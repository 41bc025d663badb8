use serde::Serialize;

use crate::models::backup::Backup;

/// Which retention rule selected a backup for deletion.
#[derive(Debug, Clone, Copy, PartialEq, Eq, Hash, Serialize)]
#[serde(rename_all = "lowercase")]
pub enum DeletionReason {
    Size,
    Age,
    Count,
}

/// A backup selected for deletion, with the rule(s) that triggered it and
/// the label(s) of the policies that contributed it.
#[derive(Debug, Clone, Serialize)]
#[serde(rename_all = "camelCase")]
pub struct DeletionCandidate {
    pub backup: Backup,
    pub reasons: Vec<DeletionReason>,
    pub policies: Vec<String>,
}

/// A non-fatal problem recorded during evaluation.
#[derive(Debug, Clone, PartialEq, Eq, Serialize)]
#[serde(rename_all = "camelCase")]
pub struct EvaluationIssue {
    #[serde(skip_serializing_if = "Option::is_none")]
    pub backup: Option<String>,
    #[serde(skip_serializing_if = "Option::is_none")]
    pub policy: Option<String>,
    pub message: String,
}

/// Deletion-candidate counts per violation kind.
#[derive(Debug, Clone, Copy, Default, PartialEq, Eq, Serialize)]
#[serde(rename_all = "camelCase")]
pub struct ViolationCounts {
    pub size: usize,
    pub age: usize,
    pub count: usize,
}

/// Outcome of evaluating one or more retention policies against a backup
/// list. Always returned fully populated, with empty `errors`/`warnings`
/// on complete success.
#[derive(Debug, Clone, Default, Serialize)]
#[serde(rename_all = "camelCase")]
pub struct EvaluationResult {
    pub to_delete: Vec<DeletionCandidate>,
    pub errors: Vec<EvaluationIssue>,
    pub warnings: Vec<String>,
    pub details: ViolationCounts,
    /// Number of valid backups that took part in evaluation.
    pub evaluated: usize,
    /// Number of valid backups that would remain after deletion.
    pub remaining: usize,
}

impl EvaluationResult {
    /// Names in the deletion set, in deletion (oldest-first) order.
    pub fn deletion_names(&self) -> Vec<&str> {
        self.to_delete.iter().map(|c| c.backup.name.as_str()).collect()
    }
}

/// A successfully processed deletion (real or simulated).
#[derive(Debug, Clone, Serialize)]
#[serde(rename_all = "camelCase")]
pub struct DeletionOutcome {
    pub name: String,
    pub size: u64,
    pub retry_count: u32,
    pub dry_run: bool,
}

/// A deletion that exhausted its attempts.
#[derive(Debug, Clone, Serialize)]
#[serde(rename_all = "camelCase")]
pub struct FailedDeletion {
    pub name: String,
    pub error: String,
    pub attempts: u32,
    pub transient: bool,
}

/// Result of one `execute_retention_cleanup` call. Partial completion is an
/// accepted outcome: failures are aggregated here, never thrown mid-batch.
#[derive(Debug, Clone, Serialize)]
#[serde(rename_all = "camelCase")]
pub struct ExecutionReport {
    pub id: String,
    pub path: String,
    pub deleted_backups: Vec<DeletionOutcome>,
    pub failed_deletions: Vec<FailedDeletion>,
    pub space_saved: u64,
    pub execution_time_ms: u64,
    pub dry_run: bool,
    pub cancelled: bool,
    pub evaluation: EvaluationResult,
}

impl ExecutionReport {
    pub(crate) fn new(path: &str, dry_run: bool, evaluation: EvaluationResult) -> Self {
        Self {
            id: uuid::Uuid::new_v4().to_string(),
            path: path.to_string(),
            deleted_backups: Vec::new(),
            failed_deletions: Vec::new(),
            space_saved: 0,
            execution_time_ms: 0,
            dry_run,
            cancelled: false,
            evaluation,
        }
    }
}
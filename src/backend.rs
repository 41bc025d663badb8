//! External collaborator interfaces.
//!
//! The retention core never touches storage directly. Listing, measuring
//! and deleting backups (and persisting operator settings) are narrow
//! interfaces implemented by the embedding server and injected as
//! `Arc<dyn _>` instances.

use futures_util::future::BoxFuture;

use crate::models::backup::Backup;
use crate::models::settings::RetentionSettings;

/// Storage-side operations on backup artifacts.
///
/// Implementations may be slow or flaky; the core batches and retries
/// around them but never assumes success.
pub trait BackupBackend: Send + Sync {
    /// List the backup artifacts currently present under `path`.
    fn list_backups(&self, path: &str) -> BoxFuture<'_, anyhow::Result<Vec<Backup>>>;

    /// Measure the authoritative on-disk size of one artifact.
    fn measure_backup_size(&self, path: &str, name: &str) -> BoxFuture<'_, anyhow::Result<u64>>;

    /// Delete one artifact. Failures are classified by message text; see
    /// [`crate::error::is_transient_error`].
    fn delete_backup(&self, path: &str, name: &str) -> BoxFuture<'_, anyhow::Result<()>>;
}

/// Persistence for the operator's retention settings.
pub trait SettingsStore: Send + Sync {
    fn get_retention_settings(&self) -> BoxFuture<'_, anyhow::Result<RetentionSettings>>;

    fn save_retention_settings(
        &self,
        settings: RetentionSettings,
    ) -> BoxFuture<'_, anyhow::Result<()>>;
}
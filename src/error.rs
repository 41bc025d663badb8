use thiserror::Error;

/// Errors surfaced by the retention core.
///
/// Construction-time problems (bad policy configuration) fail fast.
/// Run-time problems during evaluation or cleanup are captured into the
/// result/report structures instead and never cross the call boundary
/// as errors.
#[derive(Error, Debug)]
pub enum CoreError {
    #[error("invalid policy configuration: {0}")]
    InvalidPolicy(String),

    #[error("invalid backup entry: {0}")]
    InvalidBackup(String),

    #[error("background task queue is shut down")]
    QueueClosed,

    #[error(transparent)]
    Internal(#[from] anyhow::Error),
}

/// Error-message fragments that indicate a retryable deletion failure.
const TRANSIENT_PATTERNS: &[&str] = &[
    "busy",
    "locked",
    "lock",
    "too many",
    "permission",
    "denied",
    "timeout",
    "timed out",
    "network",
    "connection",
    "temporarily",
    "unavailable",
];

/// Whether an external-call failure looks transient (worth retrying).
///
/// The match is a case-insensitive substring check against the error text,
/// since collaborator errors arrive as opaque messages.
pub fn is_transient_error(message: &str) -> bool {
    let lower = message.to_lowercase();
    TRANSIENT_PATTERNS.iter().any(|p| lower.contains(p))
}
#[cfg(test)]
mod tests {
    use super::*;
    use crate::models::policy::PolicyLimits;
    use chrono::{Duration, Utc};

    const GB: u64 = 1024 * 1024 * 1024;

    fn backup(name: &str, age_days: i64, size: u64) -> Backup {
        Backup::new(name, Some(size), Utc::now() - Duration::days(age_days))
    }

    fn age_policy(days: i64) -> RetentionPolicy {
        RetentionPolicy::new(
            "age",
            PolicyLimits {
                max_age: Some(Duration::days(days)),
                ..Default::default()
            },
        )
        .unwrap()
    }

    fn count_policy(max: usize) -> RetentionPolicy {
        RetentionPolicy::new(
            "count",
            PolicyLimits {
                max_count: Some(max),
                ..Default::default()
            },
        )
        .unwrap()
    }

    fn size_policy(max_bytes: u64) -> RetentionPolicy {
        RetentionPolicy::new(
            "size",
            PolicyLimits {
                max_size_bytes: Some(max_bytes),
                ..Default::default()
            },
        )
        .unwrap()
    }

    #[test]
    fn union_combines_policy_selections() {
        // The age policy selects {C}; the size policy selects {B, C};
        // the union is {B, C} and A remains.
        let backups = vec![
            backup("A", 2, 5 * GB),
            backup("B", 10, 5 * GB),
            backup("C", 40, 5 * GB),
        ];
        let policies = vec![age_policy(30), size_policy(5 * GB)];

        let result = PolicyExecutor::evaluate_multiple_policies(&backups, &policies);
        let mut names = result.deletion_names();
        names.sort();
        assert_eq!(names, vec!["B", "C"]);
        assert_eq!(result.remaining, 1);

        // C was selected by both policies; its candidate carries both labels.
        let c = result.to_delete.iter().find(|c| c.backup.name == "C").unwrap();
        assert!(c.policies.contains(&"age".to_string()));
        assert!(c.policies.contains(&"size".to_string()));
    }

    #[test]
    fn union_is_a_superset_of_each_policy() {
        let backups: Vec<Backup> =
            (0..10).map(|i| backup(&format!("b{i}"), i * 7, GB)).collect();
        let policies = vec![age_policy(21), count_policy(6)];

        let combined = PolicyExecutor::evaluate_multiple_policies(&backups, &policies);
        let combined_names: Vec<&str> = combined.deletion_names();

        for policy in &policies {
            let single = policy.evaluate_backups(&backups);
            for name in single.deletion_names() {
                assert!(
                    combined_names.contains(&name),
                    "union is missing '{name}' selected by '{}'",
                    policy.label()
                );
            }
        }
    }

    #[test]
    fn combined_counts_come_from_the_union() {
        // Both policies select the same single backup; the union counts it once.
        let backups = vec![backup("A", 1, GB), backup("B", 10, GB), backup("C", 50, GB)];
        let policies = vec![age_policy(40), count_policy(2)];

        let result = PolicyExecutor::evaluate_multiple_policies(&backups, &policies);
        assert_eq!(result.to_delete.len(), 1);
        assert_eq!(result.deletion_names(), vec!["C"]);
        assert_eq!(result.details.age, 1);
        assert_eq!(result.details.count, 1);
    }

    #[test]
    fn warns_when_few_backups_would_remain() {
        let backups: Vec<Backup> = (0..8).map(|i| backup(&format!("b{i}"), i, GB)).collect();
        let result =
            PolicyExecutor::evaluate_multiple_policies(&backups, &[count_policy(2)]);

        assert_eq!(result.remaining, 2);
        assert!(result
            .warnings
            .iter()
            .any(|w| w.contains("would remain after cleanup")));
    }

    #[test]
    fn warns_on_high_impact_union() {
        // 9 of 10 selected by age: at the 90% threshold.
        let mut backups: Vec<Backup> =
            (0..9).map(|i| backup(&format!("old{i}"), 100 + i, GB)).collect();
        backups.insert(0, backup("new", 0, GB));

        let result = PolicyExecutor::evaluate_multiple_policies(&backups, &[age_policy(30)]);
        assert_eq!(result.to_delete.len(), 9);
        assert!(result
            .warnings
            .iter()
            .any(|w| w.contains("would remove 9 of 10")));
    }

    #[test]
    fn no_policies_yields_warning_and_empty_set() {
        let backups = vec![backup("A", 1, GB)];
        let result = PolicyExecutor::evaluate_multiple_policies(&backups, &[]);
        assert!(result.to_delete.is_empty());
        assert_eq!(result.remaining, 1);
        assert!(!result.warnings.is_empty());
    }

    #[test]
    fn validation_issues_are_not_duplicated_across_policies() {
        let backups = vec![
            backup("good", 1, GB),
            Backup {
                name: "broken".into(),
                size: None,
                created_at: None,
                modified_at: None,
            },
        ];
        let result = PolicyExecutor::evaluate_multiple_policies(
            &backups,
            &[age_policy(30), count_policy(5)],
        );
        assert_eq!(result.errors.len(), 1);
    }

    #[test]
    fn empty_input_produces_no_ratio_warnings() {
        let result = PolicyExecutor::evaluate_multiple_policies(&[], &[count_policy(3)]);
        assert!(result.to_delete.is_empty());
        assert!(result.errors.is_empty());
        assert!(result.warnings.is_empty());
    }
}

++++++++++++++++++++

INSTRUCTIONS FOR THE TASK :: Go through the data above and copy each line that holds the word "enum".

FINISHED TASK ::
pub enum DeletionReason {
pub enum CoreError {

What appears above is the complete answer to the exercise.